C1GalT1 (panel a), MGAT1 (panel b) and UGCG (panel c) enzyme activity was measured in WT and KO cell lines using the following acceptors: GalNAc-O-Benzyl for C1GalT1, man3-octyl for MGAT1 and fluorescent C6-NBD-ceramide for UGCG. Schematic representations of the individual reactions is presented above each TLC plate image captured using either phosphorimaging (a,b) or fluorography (c). In (a,b), the upper portion of the image presents independent control runs performed for each cell line in the absence of the acceptor substrate. This is not necessary in panel c, due to the use of a fluorescent substrate. Some lanes in panel a have minor background in both acceptor and ‘no acceptor’ controls. Knocking out specific genes abrogates corresponding enzyme activity, shown using red arrows to indicate missing reaction products.

Figure 4. Carbohydrate epitope expression on KO cell lines.

Flow cytometry measurements for the expression of the: (a) Cutaneous Lymphocyte Antigen (CLA) defined by mAb HECA-452, (b) CD15s/sLe^X/sialyl Lewis-X using mAb CSLEX-1 and (c) Lewis-X/CD15 using mAb HI98. MFI: mean fluorescence intensity. * P < 0.05 with respect to WT HL-60s. ‡ and ^† P < 0.05 with respect to all treatments except that bars marked by ‡ and † are not different from each other. ^#P < 0.05 with respect to all treatments.

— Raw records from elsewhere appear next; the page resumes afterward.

//! wgpu resource creation, upload and readback.

use std::sync::Arc;

use super::WgpuBackend;
use super::conversion::{
    aligned_bytes_per_row, convert_address_mode, convert_buffer_usage, convert_filter_mode,
    convert_texture_format, convert_texture_usage,
};
use crate::backend::{GpuBuffer, GpuSampler, GpuTexture};
use crate::error::{RenderError, RenderResult};
use crate::types::{BufferDescriptor, SamplerDescriptor, TextureDescriptor};

impl WgpuBackend {
    pub fn create_texture(&self, descriptor: &TextureDescriptor) -> RenderResult<GpuTexture> {
        let texture = self.device.create_texture(&wgpu::TextureDescriptor {
            label: descriptor.label.as_deref(),
            size: wgpu::Extent3d {
                width: descriptor.width,
                height: descriptor.height,
                depth_or_array_layers: 1,
            },
            mip_level_count: 1,
            sample_count: descriptor.sample_count,
            dimension: wgpu::TextureDimension::D2,
            format: convert_texture_format(descriptor.format),
            usage: convert_texture_usage(descriptor.usage, descriptor.sample_count),
            view_formats: &[],
        });

        let view = texture.create_view(&wgpu::TextureViewDescriptor::default());

        Ok(GpuTexture::Wgpu {
            texture: Arc::new(texture),
            view: Arc::new(view),
        })
    }

    pub fn create_buffer(&self, descriptor: &BufferDescriptor) -> RenderResult<GpuBuffer> {
        let buffer = self.device.create_buffer(&wgpu::BufferDescriptor {
            label: descriptor.label.as_deref(),
            size: descriptor.size,
            usage: convert_buffer_usage(descriptor.usage),
            mapped_at_creation: false,
        });

        Ok(GpuBuffer::Wgpu(Arc::new(buffer)))
    }

    pub fn create_sampler(&self, descriptor: &SamplerDescriptor) -> RenderResult<GpuSampler> {
        let address_mode = convert_address_mode(descriptor.address_mode);
        let filter = convert_filter_mode(descriptor.filter);
        let sampler = self.device.create_sampler(&wgpu::SamplerDescriptor {
            label: descriptor.label.as_deref(),
            address_mode_u: address_mode,
            address_mode_v: address_mode,
            address_mode_w: address_mode,
            mag_filter: filter,
            min_filter: filter,
            ..Default::default()
        });

        Ok(GpuSampler::Wgpu(Arc::new(sampler)))
    }

    pub fn write_buffer(&self, buffer: &GpuBuffer, offset: u64, data: &[u8]) -> RenderResult<()> {
        let GpuBuffer::Wgpu(buffer) = buffer else {
            return Err(RenderError::Backend(
                "write_buffer called with non-Wgpu buffer".to_string(),
            ));
        };
        self.queue.write_buffer(buffer, offset, data);
        Ok(())
    }

    pub fn write_texture(
        &self,
        texture: &GpuTexture,
        descriptor: &TextureDescriptor,
        data: &[u8],
    ) -> RenderResult<()> {
        let GpuTexture::Wgpu { texture, .. } = texture else {
            return Err(RenderError::Backend(
                "write_texture called with non-Wgpu texture".to_string(),
            ));
        };

        self.queue.write_texture(
            wgpu::TexelCopyTextureInfo {
                texture,
                mip_level: 0,
                origin: wgpu::Origin3d::ZERO,
                aspect: wgpu::TextureAspect::All,
            },
            data,
            wgpu::TexelCopyBufferLayout {
                offset: 0,
                bytes_per_row: Some(descriptor.width * descriptor.format.block_size()),
                rows_per_image: Some(descriptor.height),
            },
            wgpu::Extent3d {
                width: descriptor.width,
                height: descriptor.height,
                depth_or_array_layers: 1,
            },
        );

        Ok(())
    }

    /// Copy the texture into a staging buffer and strip the row padding.
    pub fn read_texture(
        &self,
        texture: &GpuTexture,
        descriptor: &TextureDescriptor,
    ) -> RenderResult<Vec<u8>> {
        let GpuTexture::Wgpu { texture, .. } = texture else {
            return Err(RenderError::Backend(
                "read_texture called with non-Wgpu texture".to_string(),
            ));
        };

        let bytes_per_pixel = descriptor.format.block_size();
        let unpadded_row = (descriptor.width * bytes_per_pixel) as usize;
        let padded_row = aligned_bytes_per_row(descriptor.width, bytes_per_pixel);
        let size = padded_row as u64 * descriptor.height as u64;

        let staging = self.device.create_buffer(&wgpu::BufferDescriptor {
            label: Some("Readback Staging Buffer"),
            size,
            usage: wgpu::BufferUsages::COPY_DST | wgpu::BufferUsages::MAP_READ,
            mapped_at_creation: false,
        });

        let mut encoder = self
            .device
            .create_command_encoder(&wgpu::CommandEncoderDescriptor {
                label: Some("Readback Encoder"),
            });
        encoder.copy_texture_to_buffer(
            wgpu::TexelCopyTextureInfo {
                texture,
                mip_level: 0,
                origin: wgpu::Origin3d::ZERO,
                aspect: wgpu::TextureAspect::All,
            },
            wgpu::TexelCopyBufferInfo {
                buffer: &staging,
                layout: wgpu::TexelCopyBufferLayout {
                    offset: 0,
                    bytes_per_row: Some(padded_row),
                    rows_per_image: Some(descriptor.height),
                },
            },
            wgpu::Extent3d {
                width: descriptor.width,
                height: descriptor.height,
                depth_or_array_layers: 1,
            },
        );
        let index = self.queue.submit(std::iter::once(encoder.finish()));

        let slice = staging.slice(..);
        let (tx, rx) = std::sync::mpsc::channel();
        slice.map_async(wgpu::MapMode::Read, move |result| {
            let _ = tx.send(result);
        });

        let _ = self.device.poll(wgpu::PollType::Wait {
            submission_index: Some(index),
            timeout: Some(std::time::Duration::from_secs(10)),
        });

        match rx.recv() {
            Ok(Ok(())) => {}
            Ok(Err(e)) => return Err(RenderError::Readback(format!("buffer mapping failed: {e}"))),
            Err(_) => return Err(RenderError::Readback("mapping callback dropped".to_string())),
        }

        let mut data = Vec::with_capacity(unpadded_row * descriptor.height as usize);
        {
            let mapped = slice.get_mapped_range();
            for row in mapped.chunks_exact(padded_row as usize) {
                data.extend_from_slice(&row[..unpadded_row]);
            }
        }
        staging.unmap();

        Ok(data)
    }
}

Figure 5. GlycoT KO rolling on recombinant P- and L-selectin.

WT and KO HL-60s were perfused over (a,b) recombinant P-selectin or (c,d) L-selectin. Cell adhesion data are presented in left panels while cumulative rolling velocity plots appear on the right. Knocking out O-glycans (i.e. [O]⁻ cells) resulted in almost no interaction with either selectin. Knocking out N-glycans ([N]⁻ cells) augmented rolling velocity on L-selectin. *P < 0.05 with respect to all other cell types for rolling interactions. ^†P < 0.05 with respect to all other cell types for adherent cells. Dashed lines in panels b and d are used to indicate the median rolling velocity.

Figure 6. Cell adhesion to recombinant E-selectin-IgG under static and fluid shear conditions.

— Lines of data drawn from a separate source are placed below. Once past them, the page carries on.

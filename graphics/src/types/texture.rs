//! Texture types and descriptors.

use bitflags::bitflags;

/// Texture format enumeration.
///
/// Only the formats the renderer core actually allocates are listed: color
/// targets for the live surface and for captures, and the two depth formats
/// selected by feature level.
#[derive(Debug, Clone, Copy, PartialEq, Eq, Hash, Default)]
pub enum TextureFormat {
    /// 8-bit RGBA channels, unsigned normalized.
    #[default]
    Rgba8Unorm,
    /// 8-bit BGRA channels, unsigned normalized. Used for host compositing.
    Bgra8Unorm,
    /// 32-bit RGBA channels, float. Used for HDR captures.
    Rgba32Float,
    /// 16-bit depth.
    Depth16Unorm,
    /// 32-bit depth, float.
    Depth32Float,
}

impl TextureFormat {
    /// Returns true if this is a depth format.
    pub fn is_depth(&self) -> bool {
        matches!(self, Self::Depth16Unorm | Self::Depth32Float)
    }

    /// Returns true if this format stores color values above 1.0.
    pub fn is_hdr(&self) -> bool {
        matches!(self, Self::Rgba32Float)
    }

    /// Returns the size in bytes per pixel.
    pub fn block_size(&self) -> u32 {
        match self {
            Self::Depth16Unorm => 2,
            Self::Rgba8Unorm | Self::Bgra8Unorm | Self::Depth32Float => 4,
            Self::Rgba32Float => 16,
        }
    }
}

bitflags! {
    /// Usage flags for textures.
    #[derive(Debug, Clone, Copy, PartialEq, Eq, Hash)]
    pub struct TextureUsage: u32 {
        /// Texture can be copied from.
        const COPY_SRC = 1 << 0;
        /// Texture can be copied to.
        const COPY_DST = 1 << 1;
        /// Texture can be sampled in a shader.
        const TEXTURE_BINDING = 1 << 2;
        /// Texture can be used as a render attachment.
        const RENDER_ATTACHMENT = 1 << 3;
    }
}

impl TextureUsage {
    /// Usage of every color target the renderer draws into and reads back.
    pub const TARGET: Self = Self::COPY_SRC
        .union(Self::COPY_DST)
        .union(Self::TEXTURE_BINDING)
        .union(Self::RENDER_ATTACHMENT);
}

impl Default for TextureUsage {
    fn default() -> Self {
        Self::empty()
    }
}

/// Descriptor for creating a 2D texture.
#[derive(Debug, Clone, PartialEq, Eq, Hash)]
pub struct TextureDescriptor {
    /// Debug label for the texture.
    pub label: Option<String>,
    /// Width in pixels.
    pub width: u32,
    /// Height in pixels.
    pub height: u32,
    /// Sample count for multisampling.
    pub sample_count: u32,
    /// Texture format.
    pub format: TextureFormat,
    /// Usage flags.
    pub usage: TextureUsage,
}

impl TextureDescriptor {
    /// Create a new 2D texture descriptor.
    pub fn new_2d(width: u32, height: u32, format: TextureFormat, usage: TextureUsage) -> Self {
        Self {
            label: None,
            width,
            height,
            sample_count: 1,
            format,
            usage,
        }
    }

    /// Set the debug label.
    pub fn with_label(mut self, label: impl Into<String>) -> Self {
        self.label = Some(label.into());
        self
    }

    /// Set the sample count for multisampling.
    pub fn with_sample_count(mut self, count: u32) -> Self {
        self.sample_count = count;
        self
    }

    /// Size in bytes of a tightly packed copy of the texture.
    pub fn packed_size(&self) -> usize {
        self.width as usize * self.height as usize * self.format.block_size() as usize
    }
}

impl Default for TextureDescriptor {
    fn default() -> Self {
        Self {
            label: None,
            width: 0,
            height: 0,
            sample_count: 1,
            format: TextureFormat::default(),
            usage: TextureUsage::empty(),
        }
    }
}

#[cfg(test)]
mod tests {
    use super::*;

    #[test]
    fn test_block_sizes() {
        assert_eq!(TextureFormat::Rgba8Unorm.block_size(), 4);
        assert_eq!(TextureFormat::Rgba32Float.block_size(), 16);
        assert_eq!(TextureFormat::Depth16Unorm.block_size(), 2);
    }

    #[test]
    fn test_packed_size() {
        let desc = TextureDescriptor::new_2d(3, 2, TextureFormat::Rgba32Float, TextureUsage::TARGET);
        assert_eq!(desc.packed_size(), 96);
    }

    #[test]
    fn test_format_classes() {
        assert!(TextureFormat::Depth32Float.is_depth());
        assert!(!TextureFormat::Bgra8Unorm.is_depth());
        assert!(TextureFormat::Rgba32Float.is_hdr());
        assert!(!TextureFormat::Rgba8Unorm.is_hdr());
    }
}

(a) Human E-selectin-IgG binding to WT and KO cells measured using flow cytometry (Mean Fluorescence Intensity). P2H3 is an anti-E-selectin blocking mAb. * and ^† P < 0.05 with respect to all other treatments except bars indicated by these symbols are not different from each other. Error bars are too small to be visible in some cases. (b) WT and KO cells interacting with immobilized E-selectin-IgG in microfluidic flow cells at a wall shear stress of 1 dyn/cm². Cells containing truncated N- and O-glycans (i.e. [ON]⁻ cells) were not captured from flow. * and ^† P < 0.05 for rolling and adherent cells respectively, with respect to WT cells. Statistics are not presented for anti-E-selectin blocking studies since cell adhesion was negligible in all cases. (c) Different cell types were captured under no-flow/static conditions for 2 min. prior to ramp-increase in wall shear stress starting with 1 dyn/cm² between 0–2 min. Detailed shear protocol is shown on right axis using dashed line. (d) Representative figure from experiment in panel c at 0 and 15 s. [NOG]⁻ cells were released immediately upon initiation of flow. [ON]⁻and WT cells continued to roll for longer times.

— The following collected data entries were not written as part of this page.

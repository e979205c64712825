//! Command line value types shared by the binaries.

use showroom_graphics::{BackendType, ShotFormat};

/// Graphics backend selection for CLI.
#[derive(Debug, Clone, Copy, PartialEq, Eq, Default, clap::ValueEnum)]
pub enum CliBackend {
    /// Automatically select the best available backend (wgpu preferred).
    #[default]
    Auto,
    /// Cross-platform backend via wgpu.
    Wgpu,
    /// CPU backend for testing and CI environments.
    Dummy,
}

impl From<CliBackend> for BackendType {
    fn from(cli: CliBackend) -> Self {
        match cli {
            CliBackend::Auto => BackendType::Auto,
            CliBackend::Wgpu => BackendType::Wgpu,
            CliBackend::Dummy => BackendType::Dummy,
        }
    }
}

/// Capture file format for CLI.
#[derive(Debug, Clone, Copy, PartialEq, Eq, Default, clap::ValueEnum)]
pub enum CliFormat {
    #[default]
    Png,
    Jpeg,
    Bmp,
    /// 32-bit float OpenEXR.
    Exr,
}

impl CliFormat {
    pub fn to_shot_format(self, quality: u8) -> ShotFormat {
        match self {
            CliFormat::Png => ShotFormat::Png,
            CliFormat::Jpeg => ShotFormat::Jpeg { quality },
            CliFormat::Bmp => ShotFormat::Bmp,
            CliFormat::Exr => ShotFormat::Exr,
        }
    }
}

#[cfg(test)]
mod tests {
    use super::*;

    #[test]
    fn test_backend_mapping() {
        assert_eq!(BackendType::from(CliBackend::Dummy), BackendType::Dummy);
        assert_eq!(BackendType::from(CliBackend::default()), BackendType::Auto);
    }

    #[test]
    fn test_format_mapping() {
        assert_eq!(
            CliFormat::Jpeg.to_shot_format(75),
            ShotFormat::Jpeg { quality: 75 }
        );
        assert!(CliFormat::Exr.to_shot_format(0).is_hdr());
    }
}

Figure 7. GlycoT KO cell rolling on E-selectin bearing stimulated HUVEC monolayers.

WT and KO HL-60s were perfused over IL-1β stimulated HUVECs at 1 dyn/cm². Both the density of rolling and adherent cells (panel a) and cell rolling velocity (panel b,c) were quantified. *P < 0.05 with respect to WT HL-60s for rolling cells. ^†P < 0.05 with respect to WT HL-60s for adherent cells. Statistical analysis results are not presented for anti-E-selectin blocking studies since cell adhesion is low in all cases. (d) Model for the contribution of different E-selectin ligands in the multistep leukocyte-endothelial cell adhesion cascade. Here, O- and N-glycans contribute to tethering. N-glycans regulate cell rolling velocity, with O-glycans potentially shielding some E-selectin binding. GSLs control slow rolling and the transition to firm arrest. The model does not account for biochemical processes regulating leukocyte activation.